There's two problems here. For one thing, games just start bad now. We just have to accept that. Every game starts with 2-3 hours of slowly walking around a forest/city/dmv line and listening to people talk about how much green Lucky Charms goo was in their shit this morning, and all judgment must be reserved until the boring part is over and the game finally, mercifully allows you to start playing it. I don't like it, you don't like it, nobody likes it, but that's just the way games are now and we all might as well get used to it. 

The other problem is just let's plays in general, you have to say *something* about what's in front of you, and since you always stupidly want to start recording and showing people the game right away, what's right in front of you happens to be the boring beginning part. 

So the result of this is you get 50 million youtube channels uploading identical let's plays of them cynically complaining about the first hour of every game, but what you never see is the fun part once the game opens up. By that point most people have either given up on playing it, or gotten too invested to care about recording it. 

That's why whenever i make a video like this about a big new game, especially if it's mostly me walking around the forest and complaining about the same shit everyone else is complaining about, i try to put in the extra time and effort to edit out most of that shit. I would rather watch a 20-30 minute highlight real of funny jokes and observations than a 3 hour snore-fest of some old jaded asshole complaining about every little thing. I think most viewers feel the same way. 

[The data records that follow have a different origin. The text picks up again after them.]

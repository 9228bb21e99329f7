// /////////////////////////////////////////////////////////////////////////////
// Optimized Adaptive Pipeline RS
// Copyright (c) 2025 Michael Gardner, A Bit of Help, Inc.
// SPDX-License-Identifier: BSD-3-Clause
// See LICENSE file in the project root.
// /////////////////////////////////////////////////////////////////////////////

//! Domain error system for the ingestion pipeline.
//!
//! Errors are categorized by behavioral class rather than by the subsystem
//! that raised them, so the stage engine can decide fatal-vs-recoverable
//! without downcasting: configuration errors are fatal at startup, validation
//! errors are fatal at stage construction, and per-item errors are caught and
//! logged by the calling stage.

use thiserror::Error;

/// Domain-specific errors for the ingestion pipeline.
#[derive(Error, Debug)]
pub enum IngestError {
    #[error("configuration error: {0}")]
    Configuration(String),

    #[error("validation error in {field}: {reason}")]
    Validation { field: String, reason: String },

    #[error("extraction failed for {path}: {reason}")]
    ExtractionFailed { path: String, reason: String },

    #[error("all extractors failed for {path}: {attempts:?}")]
    AllExtractorsFailed { path: String, attempts: Vec<String> },

    #[error("chunking failed: {0}")]
    ChunkingFailed(String),

    #[error("rate limited: retry after {retry_after_secs}s")]
    RateLimited { retry_after_secs: u64 },

    #[error("embedding provider error: {0}")]
    EmbeddingProvider(String),

    #[error("vector store error: {0}")]
    VectorStore(String),

    #[error("cache error: {0}")]
    Cache(String),

    #[error("stage '{stage}' failed: {source}")]
    StageFatal {
        stage: String,
        #[source]
        source: Box<IngestError>,
    },

    #[error("internal error: {0}")]
    Internal(String),

    #[error(transparent)]
    Io(#[from] std::io::Error),

    #[error("serialization error: {0}")]
    Serialization(String),
}

/// Coarse-grained category, used for metrics and log correlation.
#[derive(Debug, Clone, Copy, PartialEq, Eq)]
pub enum ErrorCategory {
    Configuration,
    Validation,
    Extraction,
    Chunking,
    RateLimit,
    Embedding,
    VectorStore,
    Cache,
    StageFatal,
    Internal,
    Io,
    Serialization,
}

impl IngestError {
    pub fn configuration(msg: impl Into<String>) -> Self {
        Self::Configuration(msg.into())
    }

    pub fn validation(field: impl Into<String>, reason: impl Into<String>) -> Self {
        Self::Validation {
            field: field.into(),
            reason: reason.into(),
        }
    }

    pub fn stage_fatal(stage: impl Into<String>, source: IngestError) -> Self {
        Self::StageFatal {
            stage: stage.into(),
            source: Box::new(source),
        }
    }

    /// Per-item recoverable errors may be caught, logged, and skipped by the
    /// calling stage without aborting the run. Configuration and validation
    /// errors are never recoverable: they are fatal at startup/construction.
    pub fn is_recoverable(&self) -> bool {
        matches!(
            self,
            IngestError::ExtractionFailed { .. }
                | IngestError::AllExtractorsFailed { .. }
                | IngestError::ChunkingFailed(_)
                | IngestError::Cache(_)
                | IngestError::VectorStore(_)
                | IngestError::Io(_)
        )
    }

    pub fn is_rate_limit(&self) -> bool {
        matches!(self, IngestError::RateLimited { .. })
    }

    pub fn category(&self) -> ErrorCategory {
        match self {
            IngestError::Configuration(_) => ErrorCategory::Configuration,
            IngestError::Validation { .. } => ErrorCategory::Validation,
            IngestError::ExtractionFailed { .. } | IngestError::AllExtractorsFailed { .. } => {
                ErrorCategory::Extraction
            }
            IngestError::ChunkingFailed(_) => ErrorCategory::Chunking,
            IngestError::RateLimited { .. } => ErrorCategory::RateLimit,
            IngestError::EmbeddingProvider(_) => ErrorCategory::Embedding,
            IngestError::VectorStore(_) => ErrorCategory::VectorStore,
            IngestError::Cache(_) => ErrorCategory::Cache,
            IngestError::StageFatal { .. } => ErrorCategory::StageFatal,
            IngestError::Internal(_) => ErrorCategory::Internal,
            IngestError::Io(_) => ErrorCategory::Io,
            IngestError::Serialization(_) => ErrorCategory::Serialization,
        }
    }
}

impl From<serde_json::Error> for IngestError {
    fn from(err: serde_json::Error) -> Self {
        IngestError::Serialization(err.to_string())
    }
}

#[cfg(test)]
mod tests {
    use super::*;

    #[test]
    fn recoverable_classification() {
        let err = IngestError::ExtractionFailed {
            path: "a.pdf".into(),
            reason: "no text layer".into(),
        };
        assert!(err.is_recoverable());

        let err = IngestError::configuration("missing providers section");
        assert!(!err.is_recoverable());
    }

    #[test]
    fn stage_fatal_wraps_source() {
        let inner = IngestError::configuration("bad value");
        let wrapped = IngestError::stage_fatal("extraction", inner);
        assert!(wrapped.to_string().contains("stage 'extraction' failed"));
    }

    #[test]
    fn category_mapping() {
        assert_eq!(
            IngestError::RateLimited { retry_after_secs: 2 }.category(),
            ErrorCategory::RateLimit
        );
    }
}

I just want to make people laugh and share things i enjoy. Not bring people down and prevent them from enjoying things. When i release a video like this and most of the comments are people agreeing with my stupid complaints and writing the game off before playing it, it sort of feels like I've done a bad thing. 

I don't want to contribute to a culture of knee-jerk criticism or pessimism, and i certainly don't want to feel like I'm being unfair to a thing a lot of talented people worked on, especially if I'm influencing others to make a purchasing decision about it. I'd rather encourage people to give something a chance for themselves. That's why my reviews are Not Reviews and my lets plays are silly bullshit. I don't want to sit in judgment, i just want to sit in The Blue Glow. 





Files

The Blue Glow: God of War

https://www.patreon.com/endlessjess

Comments

Anonymous

Great write-up!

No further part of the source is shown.